The law also mandated revenues “for school year 2006-2007 and each school year thereafter.” In other words, the lawwas retroactive.
Not only did wealthy districts loose their right to excess funds, the state demanded money from the moment Amendment B took eff ect (Nov 15, 2006).
McAdams, who has been in front of the Supreme Court before, was expecting the ruling to take at least six months, and maybe a year.
“This was a really quick turnaround,” he said.
The court’s speed suggests it was an easy decision.
Specifically, it was asked whether Amendment B created a mechanism for collecting 100 percent of the districts’ excess revenues.
In its ruling, the court agreed with the state that “an amendment means change was intended” and suggesting the Amendment nullified 21-13-102(c). But the court sided with the school districts’ argument that the amendment did not “without further legislation… require that the (recapture) amount be changed to 100 percent.”
The court continued, “Quite simply, (21-13-102(c)) remained…in effect after the 2006 Amendment until the Legislature expressly repealed the statute in 2008.”
In other words, 21-13-102(c) was not repealed by innuendo.
The court used those two points to unanimously shoot down the state’s claim that SF 54 could be applied retroactively.
Not the bad guys
“It’s not a moral issue,” McAdams said referring to the state’s vilification of the two Sublette County school districts. “The rest of the state thinks we’re the bad guys and we’re holding money from other school districts, but that’s not the case.”
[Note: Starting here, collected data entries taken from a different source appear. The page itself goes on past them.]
//! chrony-bridge — REST control plane for a chronyd instance.
//!
//! `chrony-bridge serve` binds an HTTP listener and exposes the /chrony/*
//! endpoints over a `ChronyManager` built from chrony-bridge.toml.

use std::net::SocketAddr;
use std::path::{Path, PathBuf};
use std::sync::Arc;

use anyhow::Result;
use chrony_bridge::{serve, BridgeConfig, ChronyManager};
use clap::{Parser, Subcommand};
use tokio_util::sync::CancellationToken;
use tracing_subscriber::EnvFilter;

/// chrony-bridge — REST control plane for chronyd.
#[derive(Parser)]
#[command(
    name = "chrony-bridge",
    version,
    about = "chrony-bridge — REST control plane for chronyd"
)]
struct Cli {
    #[command(subcommand)]
    command: Commands,
}

#[derive(Subcommand)]
enum Commands {
    /// Start the HTTP server exposing the /chrony/* endpoints
    Serve {
        /// Path to chrony-bridge.toml [default: ./chrony-bridge.toml or ~/.config/chrony-bridge/chrony-bridge.toml]
        #[arg(short, long)]
        config: Option<PathBuf>,
        /// HTTP port to listen on
        #[arg(short, long, default_value = "17003")]
        port: u16,
        /// Bind address
        #[arg(long, default_value = "127.0.0.1")]
        host: String,
    },
}

#[tokio::main]
async fn main() -> Result<()> {
    // Initialize tracing with env filter (RUST_LOG controls verbosity)
    tracing_subscriber::fmt()
        .with_env_filter(EnvFilter::from_default_env())
        .with_writer(std::io::stderr)
        .init();

    let cli = Cli::parse();
    let cancel = CancellationToken::new();

    // Ctrl-C handler — cancels the root token for graceful shutdown
    let cancel_for_signal = cancel.clone();
    tokio::spawn(async move {
        tokio::signal::ctrl_c().await.ok();
        tracing::info!("Shutting down chrony-bridge...");
        cancel_for_signal.cancel();
    });

    match cli.command {
        Commands::Serve { config, port, host } => {
            let config = load_config(config).await?;
            run_serve(config, host, port, cancel).await?;
        }
    }

    Ok(())
}

/// Build the manager from config and serve until cancelled.
async fn run_serve(
    config: BridgeConfig,
    host: String,
    port: u16,
    cancel: CancellationToken,
) -> Result<()> {
    let manager = Arc::new(ChronyManager::new(&config));

    let addr: SocketAddr = format!("{}:{}", host, port)
        .parse()
        .map_err(|e| anyhow::anyhow!("Invalid bind address {}:{}: {}", host, port, e))?;

    serve(manager, addr, cancel)
        .await
        .map_err(|e| anyhow::anyhow!("chrony-bridge HTTP server error: {}", e))?;

    Ok(())
}

/// Load bridge config: explicit flag → ./chrony-bridge.toml →
/// ~/.config/chrony-bridge/chrony-bridge.toml → built-in defaults.
async fn load_config(explicit: Option<PathBuf>) -> Result<BridgeConfig> {
    let path = match explicit {
        Some(path) => Some(path),
        None => resolve_config_path(),
    };

    match path {
        Some(path) => {
            let config = BridgeConfig::load(&path)
                .await
                .map_err(|e| anyhow::anyhow!("Failed to load config: {}", e))?;
            tracing::info!(path = %path.display(), "loaded bridge config");
            Ok(config)
        }
        None => {
            tracing::info!("no chrony-bridge.toml found, using built-in defaults");
            Ok(BridgeConfig::default())
        }
    }
}

/// Look for a config file in the conventional locations.
fn resolve_config_path() -> Option<PathBuf> {
    let local = Path::new("chrony-bridge.toml");
    if local.exists() {
        return Some(local.to_path_buf());
    }

    if let Some(config_dir) = dirs::config_dir() {
        let xdg = config_dir.join("chrony-bridge").join("chrony-bridge.toml");
        if xdg.exists() {
            return Some(xdg);
        }
    }

    None
}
In fact, every school district is allowed a budget calculated by the same per-student formula.
What’s more, the state is a wash with school revenues mostly recaptured from Sublette County.
That money goes into the Wyoming Public School Foundation Program Account (foundation account), and it is kept there “to be redistributed to all Wyoming school districts for the education of all of Wyoming’s school children,” according to statute.
But others consider the account euphemism for the state’s general fund.
McAdams said the five school districts offered to split the excess revenues evenly with the rest of the state’s school districts, but Cheyenne dismissed the offer. Instead the money sits in the foundation account that is accessible to the legislature.
Regardless, the ruling Friday is a big financial shot in the arm for all Sublette public school students and a giant relief for administrators.
For McAdams, it was uplifting news during a sufferable experience.
“I was delirious sitting in the chair,” he said. “It certainly made an otherwise awful day turn out to be a good day.”